16 Nisan referandumun iptal başvurusunda yeni gelişme

16 Nisan referandumun iptal başvurusunda yeni gelişme

16 Nisan referandumunun iptali için açılan dava yeni gelişmeler meydana geldi.

16 Nisan 2017'de gerçekleştirilen halk oylamasında mühürsüz zarf ve oyların geçerli sayılmasına dair Yüksek Seçim Kurulu'nun (YSK) işleminin iptali için CHP Konya eski Milletvekili Avukat Atilla Kart, 21 Nisan'da Danıştay 10. Dairesi'ne “tam kanunsuzluk” sebebiyle işlemin iptali istemiyle dava açtı. Daire, oy çokluğuyla ve incelenmeksizin başvuruyu reddetti. Bunun üzerine temyiz mercii olan Danıştay İdari Dava Daireleri Kurulu'na başvurdu. Orası da reddi onadı. Böylece iç hukuk yolları tükenmiş oldu. Atilla Kart, Anayasa Mahkemesi'ne başvurmadı. Çünkü Anayasa Mahkemesi'nin, YSK işlem ve kararları aleyhine dava açılamayacağına ilişkin kararı var. Bu durumda zorunlu olarak Avrupa İnsan Hakları Mahkemesi (AİHM) başvurusunu hazırladı.
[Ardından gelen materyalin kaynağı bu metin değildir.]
impl TagMatcher {
    /// Matcher for `selector`.
    pub fn new(selector: Selector) -> Self {
        Self { selector }
    }

    /// Selector being matched.
    pub fn selector(&self) -> &Selector {
        &self.selector
    }

    /// Match with the default quick-xml tokenizer.
    pub fn find_matches(&self, text: &str) -> Vec<MatchRecord> {
        self.find_matches_with(&XmlTokenizer, text)
    }

    /// Match using an explicit tokenizer.
    pub fn find_matches_with<T: MarkupTokenizer>(
        &self,
        tokenizer: &T,
        text: &str,
    ) -> Vec<MatchRecord> {
        let source = Source::new(text);
        let mut cursor = MatcherCursor::new(&self.selector);
        let mut matches: Vec<MatchRecord> = Vec::new();

        tokenizer.tokenize(&source, |event| match event {
            TagEvent::Start(tag) => {
                let Some(start) = source.lines().offset(tag.position) else {
                    log::debug!("Start tag <{}> position out of range", tag.name);
                    return;
                };
                let classes: SmallVec<[&str; 8]> = attribute(&tag.attributes, "class")
                    .map(|value| value.split_whitespace().collect())
                    .unwrap_or_default();
                let id = attribute(&tag.attributes, "id");
                if cursor.open(&tag.name, id, &classes) == Opened::Matched {
                    matches.push(MatchRecord {
                        start_tag: start..start + tag.raw.len(),
                        end_tag: None,
                        tag: tag.name.clone(),
                        attributes: tag.attributes.clone(),
                    });
                }
                if tag.self_closing || is_void(&tag.name) {
                    cursor.close_innermost();
                }
            }
            TagEvent::End(tag) => {
                if is_void(&tag.name) {
                    return;
                }
                let Some(start) = source.lines().offset(tag.position) else {
                    log::debug!("End tag </{}> position out of range", tag.name);
                    return;
                };
                if cursor.close(&tag.name) == Closed::Match {
                    if let Some(current) = matches.last_mut() {
                        current.end_tag = Some(start..start + tag.raw.len());
                    }
                }
            }
        });

        log::debug!(
            "Selector '{}' matched {} element(s)",
            self.selector,
            matches.len()
        );
        matches
    }
}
‘ÖN İNCELEME’ VE ‘RAPORTÖR YARGIÇ’ AŞAMALARI GEÇİLDİ

Sözcü gazetesi Ankara Temsilcisi Saygı Öztürk, bugünkü yazısında AİHM'e ulaşan dosyayla ilgili çok önemli gelişmeler olduğunu yazdı.
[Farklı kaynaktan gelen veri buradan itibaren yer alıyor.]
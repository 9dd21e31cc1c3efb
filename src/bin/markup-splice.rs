//! Post-process a generated site: size images and wrap post images in figures.
//!
//! Usage:
//!   markup-splice [OPTIONS] [PATHS...]
//!
//! With no paths, every `.html` file below `--root` is rewritten in place.

use std::path::PathBuf;
use std::process::ExitCode;

use log::{Level, LevelFilter, Log, Metadata, Record};
use markup_splice::{Mode, PassReport, Pipeline, Selector, SiteConfig, SiteError};

struct StderrLogger;

impl Log for StderrLogger {
    fn enabled(&self, metadata: &Metadata<'_>) -> bool {
        metadata.level() <= log::max_level()
    }

    fn log(&self, record: &Record<'_>) {
        if !self.enabled(record.metadata()) {
            return;
        }
        let tag = match record.level() {
            Level::Error => "error",
            Level::Warn => "warn",
            Level::Info => "info",
            Level::Debug => "debug",
            Level::Trace => "trace",
        };
        eprintln!("[{}] {}: {}", tag, record.target(), record.args());
    }

    fn flush(&self) {}
}

static LOGGER: StderrLogger = StderrLogger;

fn usage() {
    eprintln!("Usage: markup-splice [OPTIONS] [PATHS...]");
    eprintln!();
    eprintln!("Options:");
    eprintln!("  --root <DIR>          Generated site root (default: deploy)");
    eprintln!("  --media-url <URL>     URL prefix of media files (default: /media/)");
    eprintln!("  --media-root <DIR>    Directory the media URL maps to (default: <root>/media)");
    eprintln!("  --mode <MODE>         Site mode; modes starting with 'dev' skip sizing");
    eprintln!("  --selector <SEL>      Elements to wrap in figures (default: .post img)");
    eprintln!("  --no-sizer            Do not add width/height attributes");
    eprintln!("  --no-figure           Do not wrap images in figures");
    eprintln!("  --dry-run             Report pages that would change, write nothing");
    eprintln!("  -v, --verbose         Debug logging");
    eprintln!("  -q, --quiet           Errors only");
    eprintln!();
    eprintln!("PATHS may be files or directories; with none, the whole root is processed.");
}

fn value(args: &[String], i: usize, flag: &str) -> Result<String, ExitCode> {
    args.get(i).cloned().ok_or_else(|| {
        eprintln!("Missing value for {}", flag);
        usage();
        ExitCode::from(2)
    })
}

fn parse_args(args: &[String]) -> Result<(SiteConfig, Vec<PathBuf>, LevelFilter), ExitCode> {
    let mut config = SiteConfig::default();
    let mut media_root = None;
    let mut paths = Vec::new();
    let mut level = LevelFilter::Info;
    let mut i = 0;

    while i < args.len() {
        match args[i].as_str() {
            "--root" => {
                i += 1;
                config.root = PathBuf::from(value(args, i, "--root")?);
            }
            "--media-url" => {
                i += 1;
                config.media_url = value(args, i, "--media-url")?;
            }
            "--media-root" => {
                i += 1;
                media_root = Some(PathBuf::from(value(args, i, "--media-root")?));
            }
            "--mode" => {
                i += 1;
                config.mode = Mode::parse(&value(args, i, "--mode")?);
            }
            "--selector" => {
                i += 1;
                config.figure_selector = Selector::parse(&value(args, i, "--selector")?);
            }
            "--no-sizer" => config.sizer = false,
            "--no-figure" => config.figure = false,
            "--dry-run" => config.dry_run = true,
            "--verbose" | "-v" => level = LevelFilter::Debug,
            "--quiet" | "-q" => level = LevelFilter::Error,
            "--help" | "-h" => {
                usage();
                return Err(ExitCode::SUCCESS);
            }
            other if other.starts_with("--") => {
                eprintln!("Unknown option: {}", other);
                usage();
                return Err(ExitCode::from(2));
            }
            other => paths.push(PathBuf::from(other)),
        }
        i += 1;
    }

    config.media_root = media_root;
    Ok((config, paths, level))
}

fn run(config: &SiteConfig, paths: &[PathBuf]) -> Result<PassReport, SiteError> {
    let mut pipeline = Pipeline::from_config(config);
    if paths.is_empty() {
        return pipeline.rewrite_tree(&config.root);
    }
    let mut total = PassReport::default();
    pipeline.begin_pass();
    for path in paths {
        if path.is_dir() {
            let report = pipeline.rewrite_dir(path)?;
            total.pages += report.pages;
            total.changed += report.changed;
            total.skipped += report.skipped;
        } else {
            total.pages += 1;
            if pipeline.rewrite_file(path)? {
                total.changed += 1;
            }
        }
    }
    Ok(total)
}

fn main() -> ExitCode {
    let args: Vec<String> = std::env::args().skip(1).collect();
    let (config, paths, level) = match parse_args(&args) {
        Ok(parsed) => parsed,
        Err(code) => return code,
    };

    if log::set_logger(&LOGGER).is_ok() {
        log::set_max_level(level);
    }
    log::debug!("Mode {}, root {}", config.mode, config.root.display());

    match run(&config, &paths) {
        Ok(report) => {
            let verb = if config.dry_run { "would change" } else { "changed" };
            eprintln!(
                "{} page(s) processed, {} {}, {} skipped",
                report.pages, report.changed, verb, report.skipped
            );
            ExitCode::SUCCESS
        }
        Err(err) => {
            log::error!("{}", err);
            ExitCode::FAILURE
        }
    }
}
Saygı Öztürk, “Partili Cumhurbaşkanlığı’nda bomba gelişme” başlıklı yazısında, “Başvurunun esası iki temel gerekçeye dayandırıldı. 1- Adalete erişimin engellenmesi, 2- Etkili başvuru yolları hakkının kısıtlanması… Bu iki ihlal Avrupa İnsan Hakları Sözleşmesi'nin (AİHS) 6/1 ve 13. Maddesi'nin ihlali anlamına geliyor. 21 Haziran 2017 tarihinde yapılan başvurudan sonra Atilla Kart'a yapılan tebliğlere göre ‘Ön İnceleme’ ve ‘Raportör Yargıç’ aşamaları geçildi. Dosya, mahkeme aşamasına intikal ettirildi.
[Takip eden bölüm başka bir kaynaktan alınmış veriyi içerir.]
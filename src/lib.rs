#![forbid(unsafe_code)]
//! shcase — a data-driven shell-command test harness
//!
//! shcase reads a declarative YAML case list (`test.yml`, beside the harness
//! binary) and registers one test per case with libtest-mimic. Each case
//! names a shell command and the exact text it must write to stdout; each
//! registered test runs the command with a 10-second timeout and asserts
//! byte-for-byte equality.
//!
//! ## Panic policy
//!
//! Production code uses `Result` with `?`; `.unwrap()` and `.expect()` are
//! acceptable in test code only.

pub mod case;
pub mod exec;
pub mod harness;

pub use case::{Case, CaseError, load_cases};
pub use exec::{ExecError, ShellOutput, run_shell};
pub use harness::{CASE_TIMEOUT, build_trials, check_case};
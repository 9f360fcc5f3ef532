//! Case file loading
//!
//! The harness is driven by a YAML case file: a sequence of mappings, each
//! with the required string keys `name`, `command` and `stdout`. The file is
//! named `test.yml` and lives beside the harness executable, so the case data
//! travels with the harness no matter where it is invoked from. The
//! `SHCASE_FILE` environment variable overrides the path outright.
//!
//! Loading is fail-fast: any IO or parse problem aborts startup before a
//! single test runs. There is no partial registration from a malformed file.

use std::env;
use std::fs;
use std::path::{Path, PathBuf};

use serde::Deserialize;
use thiserror::Error;

/// Fixed name of the case file, resolved beside the executable.
pub const CASE_FILE_NAME: &str = "test.yml";

/// Environment variable that overrides the case file location.
pub const CASE_FILE_ENV: &str = "SHCASE_FILE";

/// Errors that occur while locating or loading the case file.
#[derive(Debug, Error)]
pub enum CaseError {
    #[error("cannot locate harness executable: {0}")]
    Locate(#[source] std::io::Error),

    #[error("cannot read case file {path}: {source}")]
    Read {
        path: PathBuf,
        #[source]
        source: std::io::Error,
    },

    #[error("cannot parse case file {path}: {source}")]
    Parse {
        path: PathBuf,
        #[source]
        source: serde_yaml::Error,
    },
}

/// One declarative test definition.
///
/// `stdout` is compared byte-for-byte against the command's captured standard
/// output, trailing newlines included, so YAML double-quoted scalars
/// (`"hi\n"`) are the usual way to spell expectations.
#[derive(Debug, Clone, Deserialize, PartialEq, Eq)]
pub struct Case {
    /// Unique identifier fragment; the registered test is named `test_<name>`.
    pub name: String,
    /// Shell command line, run as `sh -c "<command>"`.
    pub command: String,
    /// Exact expected standard-output text.
    pub stdout: String,
}

/// Resolve the case file path.
///
/// `SHCASE_FILE` wins if set; otherwise the file is `test.yml` in the
/// directory of the running executable.
pub fn case_file_path() -> Result<PathBuf, CaseError> {
    if let Some(path) = env::var_os(CASE_FILE_ENV) {
        return Ok(PathBuf::from(path));
    }
    let exe = env::current_exe().map_err(CaseError::Locate)?;
    Ok(case_file_beside(&exe))
}

/// The default case file location for a given executable path.
pub fn case_file_beside(exe: &Path) -> PathBuf {
    exe.parent().unwrap_or_else(|| Path::new(".")).join(CASE_FILE_NAME)
}

/// Load and parse the case file at `path`.
///
/// Returns the cases in file order, with duplicate names collapsed (see
/// [`dedupe_cases`]).
pub fn load_cases(path: &Path) -> Result<Vec<Case>, CaseError> {
    tracing::debug!(path = %path.display(), "loading case file");

    let text = fs::read_to_string(path).map_err(|source| CaseError::Read {
        path: path.to_path_buf(),
        source,
    })?;

    let cases = parse_cases(&text).map_err(|source| CaseError::Parse {
        path: path.to_path_buf(),
        source,
    })?;

    tracing::debug!(count = cases.len(), "loaded cases");
    Ok(cases)
}

/// Parse case file text into an ordered, de-duplicated case list.
pub fn parse_cases(text: &str) -> Result<Vec<Case>, serde_yaml::Error> {
    let cases: Vec<Case> = serde_yaml::from_str(text)?;
    Ok(dedupe_cases(cases))
}

/// Collapse duplicate case names: the LAST case with a given name wins, so
/// exactly one test is registered per name. Each overwrite is logged loudly;
/// duplicate names in a case file are almost certainly a mistake.
///
/// The surviving case keeps the position of the first occurrence of its name,
/// preserving file order for everything else.
fn dedupe_cases(cases: Vec<Case>) -> Vec<Case> {
    let mut out: Vec<Case> = Vec::with_capacity(cases.len());
    for case in cases {
        if let Some(existing) = out.iter_mut().find(|c| c.name == case.name) {
            tracing::warn!(
                name = %case.name,
                "duplicate case name: later definition replaces the earlier one"
            );
            *existing = case;
        } else {
            out.push(case);
        }
    }
    out
}

// ============================================================================
// Tests
// ============================================================================
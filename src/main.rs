//! shcase harness entry point
//!
//! Linear flow: load the case file (fatal on any load error, before a single
//! test runs), build one trial per case, then hand control to libtest-mimic.
//! Its standard CLI (name filters, `--list`, verbosity) and exit-code
//! conventions apply unchanged. This is the only place the process exits.

use std::process;

use libtest_mimic::Arguments;

use shcase::{build_trials, case};

fn main() {
    // Initialize structured logging with env-based filter, defaulting to info
    let _ = tracing_subscriber::fmt()
        .with_env_filter(
            tracing_subscriber::EnvFilter::try_from_default_env()
                .unwrap_or_else(|_| tracing_subscriber::EnvFilter::new("info")),
        )
        .try_init();

    let mut args = Arguments::from_args();
    // Cases run sequentially on one thread; commands may assume they have the
    // filesystem and environment to themselves.
    args.test_threads = Some(1);

    let cases = match case::case_file_path().and_then(|path| case::load_cases(&path)) {
        Ok(cases) => cases,
        Err(e) => {
            eprintln!("shcase: {e}");
            process::exit(2);
        }
    };

    libtest_mimic::run(&args, build_trials(cases)).exit();
}
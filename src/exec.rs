//! Shell command execution with a hard timeout
//!
//! One command line per call, run under the platform shell with piped
//! stdout/stderr and null stdin. The child inherits the harness's environment
//! and working directory. No process handle outlives the call: the child is
//! waited on, or killed once the deadline passes, before `run_shell` returns.
//!
//! `std::process` has no built-in wait-with-deadline, so the wait is a
//! `try_wait` poll loop against an `Instant` deadline. Both output pipes are
//! drained on dedicated reader threads while polling; draining inline could
//! deadlock against a child that fills its pipe buffer before exiting.

use std::io::{self, Read};
use std::process::{Child, Command, ExitStatus, Stdio};
use std::thread::{self, JoinHandle};
use std::time::{Duration, Instant};

use thiserror::Error;

/// Interval between `try_wait` polls while the child is running.
const POLL_INTERVAL: Duration = Duration::from_millis(10);

/// Errors that occur while running a case's command.
#[derive(Debug, Error)]
pub enum ExecError {
    #[error("failed to spawn shell: {0}")]
    Spawn(#[source] io::Error),

    #[error("command did not complete within {}s", timeout.as_secs_f64())]
    TimedOut { timeout: Duration },

    #[error("failed to capture command output: {0}")]
    Capture(#[source] io::Error),
}

/// Captured output of a completed command.
#[derive(Debug)]
pub struct ShellOutput {
    /// Standard output, lossily decoded as UTF-8.
    pub stdout: String,
    /// Standard error, captured separately and never asserted on.
    pub stderr: String,
    /// Exit status, available but not asserted on.
    pub status: ExitStatus,
}

/// Run `command` under the platform shell, waiting at most `timeout`.
///
/// On timeout the child is killed and reaped before the error is returned.
pub fn run_shell(command: &str, timeout: Duration) -> Result<ShellOutput, ExecError> {
    tracing::debug!(%command, "spawning shell command");

    let mut child = shell_command(command)
        .stdin(Stdio::null())
        .stdout(Stdio::piped())
        .stderr(Stdio::piped())
        .spawn()
        .map_err(ExecError::Spawn)?;

    let stdout_reader = spawn_reader(child.stdout.take());
    let stderr_reader = spawn_reader(child.stderr.take());

    let status = wait_with_deadline(&mut child, timeout)?;

    let stdout = join_reader(stdout_reader)?;
    let stderr = join_reader(stderr_reader)?;

    Ok(ShellOutput {
        stdout: String::from_utf8_lossy(&stdout).into_owned(),
        stderr: String::from_utf8_lossy(&stderr).into_owned(),
        status,
    })
}

#[cfg(unix)]
fn shell_command(command: &str) -> Command {
    let mut cmd = Command::new("sh");
    cmd.arg("-c").arg(command);
    cmd
}

#[cfg(windows)]
fn shell_command(command: &str) -> Command {
    let mut cmd = Command::new("cmd");
    cmd.arg("/C").arg(command);
    cmd
}

/// Poll the child until it exits or the deadline passes; kill on expiry.
fn wait_with_deadline(child: &mut Child, timeout: Duration) -> Result<ExitStatus, ExecError> {
    let deadline = Instant::now() + timeout;
    loop {
        match child.try_wait().map_err(ExecError::Capture)? {
            Some(status) => return Ok(status),
            None if Instant::now() >= deadline => {
                // Reap the child so no zombie outlives this call. Kill can
                // race with a natural exit; either way wait() settles it.
                let _ = child.kill();
                let _ = child.wait();
                return Err(ExecError::TimedOut { timeout });
            }
            None => thread::sleep(POLL_INTERVAL),
        }
    }
}

fn spawn_reader(pipe: Option<impl Read + Send + 'static>) -> JoinHandle<io::Result<Vec<u8>>> {
    thread::spawn(move || {
        let mut buf = Vec::new();
        if let Some(mut pipe) = pipe {
            pipe.read_to_end(&mut buf)?;
        }
        Ok(buf)
    })
}

fn join_reader(handle: JoinHandle<io::Result<Vec<u8>>>) -> Result<Vec<u8>, ExecError> {
    handle
        .join()
        .map_err(|_| ExecError::Capture(io::Error::other("output reader thread panicked")))?
        .map_err(ExecError::Capture)
}

// ============================================================================
// Tests
// ============================================================================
“ÇOK ÖNEMLİ BİR AŞAMA GERÇEKLEŞMİŞ OLACAK”

Saygı Öztürk yazısında CHP’li Atilla Kart’ın değerlendirmelerini şöyle aktardı:
“Atilla Kart, ‘Benim öncelikli amacım, yaptığım başvurunun dava aşamasına ulaşmasını sağlamaktı. Bu sağlandı. Davanın esasından son derece umutluyum. Çünkü YSK'nın tesis ettiği işlem tam kanunsuzluk, yetki gasbı ve yok hükmündedir. 16 Nisan'dan sonra oluşan Hakimler ve Savcılar Kurulu'nun (HSK) ve partili cumhurbaşkanı sıfatıyla sayın Cumhurbaşkanı’nın AKP genel başkanlığı ve bağlı işlemler ‘yok' hükmündedir. Zira ve maalesef YSK'nın 16 Nisan'da tesis ettiği işlemle ülkemizde adalete erişimin sağlanması ve etkili başvuru yolları hakkının kullanılamaz hale gelmesi söz konusudur’ diyor. Kart şöyle devam ediyor:

‘Üzülerek ve kaygıyla ifade ediyorum, ülkemizde anayasal kurumlar çok büyük ölçüde işlevini kaybetmiş durumda. Yaptığımız başvuruda da bunun sonuçlarını görüyoruz. Bu başvurunun en önemli amacı Türkiye'de serbest seçimin şartlarını korumak ve inşa etmektir. Dava olumlu sonuçlandığı takdirde bu noktada çok önemli bir aşama gerçekleşmiş olacaktır.”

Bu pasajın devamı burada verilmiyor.